Work to complete:
In the records, each line holding "basis" must be reported.

Data to process:
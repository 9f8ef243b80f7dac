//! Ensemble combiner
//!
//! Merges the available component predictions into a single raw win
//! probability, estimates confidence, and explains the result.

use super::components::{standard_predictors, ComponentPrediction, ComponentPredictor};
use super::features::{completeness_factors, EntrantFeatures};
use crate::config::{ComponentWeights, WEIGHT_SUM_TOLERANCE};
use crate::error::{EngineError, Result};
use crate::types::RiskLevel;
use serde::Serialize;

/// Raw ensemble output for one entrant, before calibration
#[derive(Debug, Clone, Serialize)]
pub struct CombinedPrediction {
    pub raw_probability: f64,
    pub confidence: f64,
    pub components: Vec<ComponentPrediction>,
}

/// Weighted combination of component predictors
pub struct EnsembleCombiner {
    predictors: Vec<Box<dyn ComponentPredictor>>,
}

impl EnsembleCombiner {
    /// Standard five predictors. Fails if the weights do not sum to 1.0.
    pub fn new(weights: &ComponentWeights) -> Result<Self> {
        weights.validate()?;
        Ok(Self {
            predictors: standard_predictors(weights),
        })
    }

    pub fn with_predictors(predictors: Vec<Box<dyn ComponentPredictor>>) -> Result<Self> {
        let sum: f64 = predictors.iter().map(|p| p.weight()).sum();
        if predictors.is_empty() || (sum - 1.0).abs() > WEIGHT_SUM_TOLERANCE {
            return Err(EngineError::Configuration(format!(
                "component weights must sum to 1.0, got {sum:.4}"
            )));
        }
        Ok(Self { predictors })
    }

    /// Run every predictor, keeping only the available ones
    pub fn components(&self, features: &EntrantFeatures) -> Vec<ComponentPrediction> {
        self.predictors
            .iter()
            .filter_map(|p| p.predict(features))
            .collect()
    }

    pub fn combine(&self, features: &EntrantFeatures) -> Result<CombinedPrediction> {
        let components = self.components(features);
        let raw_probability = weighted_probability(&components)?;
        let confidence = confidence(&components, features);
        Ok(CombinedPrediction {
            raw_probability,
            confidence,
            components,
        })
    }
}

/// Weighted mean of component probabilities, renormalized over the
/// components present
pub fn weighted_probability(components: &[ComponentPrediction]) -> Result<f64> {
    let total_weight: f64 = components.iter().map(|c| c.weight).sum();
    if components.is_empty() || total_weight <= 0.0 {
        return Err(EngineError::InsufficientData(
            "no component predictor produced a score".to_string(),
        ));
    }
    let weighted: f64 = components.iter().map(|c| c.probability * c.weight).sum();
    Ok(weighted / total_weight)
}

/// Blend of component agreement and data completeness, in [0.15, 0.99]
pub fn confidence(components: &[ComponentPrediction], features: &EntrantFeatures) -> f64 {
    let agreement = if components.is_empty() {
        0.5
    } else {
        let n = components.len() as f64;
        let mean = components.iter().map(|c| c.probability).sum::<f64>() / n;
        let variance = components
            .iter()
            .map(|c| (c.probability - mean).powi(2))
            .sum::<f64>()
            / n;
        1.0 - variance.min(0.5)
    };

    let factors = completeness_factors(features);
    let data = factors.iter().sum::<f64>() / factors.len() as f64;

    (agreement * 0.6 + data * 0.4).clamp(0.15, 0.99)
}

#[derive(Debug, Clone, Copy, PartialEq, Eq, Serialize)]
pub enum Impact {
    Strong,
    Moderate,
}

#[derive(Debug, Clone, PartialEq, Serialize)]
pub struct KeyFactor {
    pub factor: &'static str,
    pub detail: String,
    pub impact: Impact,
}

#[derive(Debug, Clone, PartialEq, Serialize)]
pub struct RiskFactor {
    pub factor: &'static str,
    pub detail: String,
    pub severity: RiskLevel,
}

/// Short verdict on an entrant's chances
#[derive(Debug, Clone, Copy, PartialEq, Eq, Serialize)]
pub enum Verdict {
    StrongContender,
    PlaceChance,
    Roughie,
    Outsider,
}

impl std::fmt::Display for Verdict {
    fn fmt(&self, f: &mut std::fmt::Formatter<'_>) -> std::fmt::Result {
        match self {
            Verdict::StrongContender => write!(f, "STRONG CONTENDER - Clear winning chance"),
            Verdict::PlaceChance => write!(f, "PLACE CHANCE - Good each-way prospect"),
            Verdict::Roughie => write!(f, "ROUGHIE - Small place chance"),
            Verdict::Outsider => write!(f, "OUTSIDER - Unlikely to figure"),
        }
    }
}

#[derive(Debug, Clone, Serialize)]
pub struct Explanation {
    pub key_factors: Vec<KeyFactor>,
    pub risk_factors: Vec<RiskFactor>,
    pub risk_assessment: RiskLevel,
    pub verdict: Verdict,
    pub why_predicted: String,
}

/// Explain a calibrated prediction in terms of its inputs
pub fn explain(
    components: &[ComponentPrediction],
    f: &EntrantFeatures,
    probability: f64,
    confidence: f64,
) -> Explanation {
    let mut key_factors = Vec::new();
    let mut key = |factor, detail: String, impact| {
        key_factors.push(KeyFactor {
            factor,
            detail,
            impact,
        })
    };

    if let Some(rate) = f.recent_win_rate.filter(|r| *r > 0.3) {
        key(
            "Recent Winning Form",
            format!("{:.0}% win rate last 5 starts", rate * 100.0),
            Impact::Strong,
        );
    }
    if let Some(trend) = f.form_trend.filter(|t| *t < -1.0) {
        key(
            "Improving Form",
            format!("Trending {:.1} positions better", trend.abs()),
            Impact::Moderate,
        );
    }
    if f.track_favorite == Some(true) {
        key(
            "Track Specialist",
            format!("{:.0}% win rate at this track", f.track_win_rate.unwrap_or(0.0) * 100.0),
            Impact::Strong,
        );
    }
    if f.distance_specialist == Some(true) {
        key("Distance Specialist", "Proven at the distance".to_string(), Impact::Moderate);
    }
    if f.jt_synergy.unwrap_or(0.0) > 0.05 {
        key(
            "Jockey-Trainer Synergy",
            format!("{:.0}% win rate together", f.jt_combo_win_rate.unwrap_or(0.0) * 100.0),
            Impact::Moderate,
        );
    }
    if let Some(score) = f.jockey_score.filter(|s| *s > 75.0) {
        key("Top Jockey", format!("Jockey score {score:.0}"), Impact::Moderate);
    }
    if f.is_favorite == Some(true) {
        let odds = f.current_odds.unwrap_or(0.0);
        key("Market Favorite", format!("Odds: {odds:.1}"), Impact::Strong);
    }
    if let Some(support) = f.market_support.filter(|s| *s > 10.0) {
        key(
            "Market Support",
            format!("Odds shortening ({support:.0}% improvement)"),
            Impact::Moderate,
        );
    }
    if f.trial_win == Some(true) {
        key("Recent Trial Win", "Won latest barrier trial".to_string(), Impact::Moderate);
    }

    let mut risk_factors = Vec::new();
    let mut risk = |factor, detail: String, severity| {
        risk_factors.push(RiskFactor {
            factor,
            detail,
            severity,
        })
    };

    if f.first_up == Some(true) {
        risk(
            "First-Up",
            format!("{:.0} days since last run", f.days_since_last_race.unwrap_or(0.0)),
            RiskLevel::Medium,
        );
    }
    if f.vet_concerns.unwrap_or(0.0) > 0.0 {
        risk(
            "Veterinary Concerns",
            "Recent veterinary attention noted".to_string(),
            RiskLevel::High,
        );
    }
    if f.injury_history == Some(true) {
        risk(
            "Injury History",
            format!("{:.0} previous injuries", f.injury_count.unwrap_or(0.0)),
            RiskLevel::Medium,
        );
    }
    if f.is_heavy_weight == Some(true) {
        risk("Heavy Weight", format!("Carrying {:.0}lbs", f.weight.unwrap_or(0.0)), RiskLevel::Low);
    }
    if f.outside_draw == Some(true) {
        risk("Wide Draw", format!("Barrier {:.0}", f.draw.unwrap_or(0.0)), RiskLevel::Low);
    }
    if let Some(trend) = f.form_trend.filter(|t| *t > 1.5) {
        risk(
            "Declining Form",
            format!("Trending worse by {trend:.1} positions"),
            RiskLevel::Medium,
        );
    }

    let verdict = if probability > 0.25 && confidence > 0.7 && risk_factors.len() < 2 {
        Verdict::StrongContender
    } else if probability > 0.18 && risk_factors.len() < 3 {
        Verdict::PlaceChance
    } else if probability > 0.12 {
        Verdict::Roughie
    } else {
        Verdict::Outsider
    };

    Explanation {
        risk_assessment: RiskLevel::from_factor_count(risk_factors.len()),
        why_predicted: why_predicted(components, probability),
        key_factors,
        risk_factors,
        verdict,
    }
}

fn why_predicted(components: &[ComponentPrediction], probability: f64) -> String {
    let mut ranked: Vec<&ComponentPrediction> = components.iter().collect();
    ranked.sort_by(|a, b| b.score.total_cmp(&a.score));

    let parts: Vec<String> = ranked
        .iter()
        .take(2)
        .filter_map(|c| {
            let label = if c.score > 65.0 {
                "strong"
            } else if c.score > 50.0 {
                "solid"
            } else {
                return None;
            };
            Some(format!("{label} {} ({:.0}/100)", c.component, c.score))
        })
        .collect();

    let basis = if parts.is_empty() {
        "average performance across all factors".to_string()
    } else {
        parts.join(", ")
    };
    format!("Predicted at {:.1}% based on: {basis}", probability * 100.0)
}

...

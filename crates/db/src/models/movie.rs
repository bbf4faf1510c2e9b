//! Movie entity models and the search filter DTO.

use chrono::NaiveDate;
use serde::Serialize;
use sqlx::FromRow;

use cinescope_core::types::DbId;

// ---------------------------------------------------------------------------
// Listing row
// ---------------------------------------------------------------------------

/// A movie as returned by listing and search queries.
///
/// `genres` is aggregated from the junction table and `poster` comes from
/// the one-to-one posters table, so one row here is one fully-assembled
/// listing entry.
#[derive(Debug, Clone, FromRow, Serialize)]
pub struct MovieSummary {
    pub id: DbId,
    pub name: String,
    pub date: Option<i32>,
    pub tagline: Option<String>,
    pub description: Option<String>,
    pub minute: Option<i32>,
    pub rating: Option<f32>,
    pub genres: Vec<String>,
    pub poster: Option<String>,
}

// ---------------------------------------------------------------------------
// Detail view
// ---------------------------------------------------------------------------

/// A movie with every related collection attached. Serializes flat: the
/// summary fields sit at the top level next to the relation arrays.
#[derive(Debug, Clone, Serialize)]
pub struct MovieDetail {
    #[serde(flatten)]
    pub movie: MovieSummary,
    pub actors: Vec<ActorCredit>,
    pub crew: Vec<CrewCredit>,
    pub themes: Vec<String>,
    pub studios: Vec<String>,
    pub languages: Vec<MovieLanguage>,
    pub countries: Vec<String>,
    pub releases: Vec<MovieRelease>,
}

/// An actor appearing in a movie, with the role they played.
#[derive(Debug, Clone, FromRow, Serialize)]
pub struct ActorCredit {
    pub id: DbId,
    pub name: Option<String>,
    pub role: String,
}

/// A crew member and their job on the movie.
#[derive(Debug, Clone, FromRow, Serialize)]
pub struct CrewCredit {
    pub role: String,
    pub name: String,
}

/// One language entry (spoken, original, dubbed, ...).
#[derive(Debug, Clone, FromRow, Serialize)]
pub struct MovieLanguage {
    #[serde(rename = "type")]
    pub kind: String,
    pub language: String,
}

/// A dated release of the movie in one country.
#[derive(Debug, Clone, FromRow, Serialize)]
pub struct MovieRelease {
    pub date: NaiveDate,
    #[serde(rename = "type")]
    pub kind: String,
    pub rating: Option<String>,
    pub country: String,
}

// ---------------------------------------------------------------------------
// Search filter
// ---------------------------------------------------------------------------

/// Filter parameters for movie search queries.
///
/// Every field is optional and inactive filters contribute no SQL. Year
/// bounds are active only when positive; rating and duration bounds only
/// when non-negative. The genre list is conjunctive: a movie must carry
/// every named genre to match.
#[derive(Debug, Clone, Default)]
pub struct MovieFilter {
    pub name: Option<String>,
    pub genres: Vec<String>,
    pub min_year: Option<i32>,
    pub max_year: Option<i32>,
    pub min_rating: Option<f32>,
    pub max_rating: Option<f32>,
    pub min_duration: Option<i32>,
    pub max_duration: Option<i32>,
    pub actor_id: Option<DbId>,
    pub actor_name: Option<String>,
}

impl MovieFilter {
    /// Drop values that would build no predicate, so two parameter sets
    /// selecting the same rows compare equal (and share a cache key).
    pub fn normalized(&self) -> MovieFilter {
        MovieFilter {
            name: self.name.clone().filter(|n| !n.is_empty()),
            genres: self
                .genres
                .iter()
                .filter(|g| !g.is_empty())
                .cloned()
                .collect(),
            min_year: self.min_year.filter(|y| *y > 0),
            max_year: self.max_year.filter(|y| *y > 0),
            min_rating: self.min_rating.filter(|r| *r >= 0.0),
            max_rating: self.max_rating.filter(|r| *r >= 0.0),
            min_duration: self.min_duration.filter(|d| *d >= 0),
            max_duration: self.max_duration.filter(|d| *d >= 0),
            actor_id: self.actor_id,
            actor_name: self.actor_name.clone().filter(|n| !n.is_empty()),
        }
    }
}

Solution below:
    let basis = if parts.is_empty() {
    format!("Predicted at {:.1}% based on: {basis}", probability * 100.0)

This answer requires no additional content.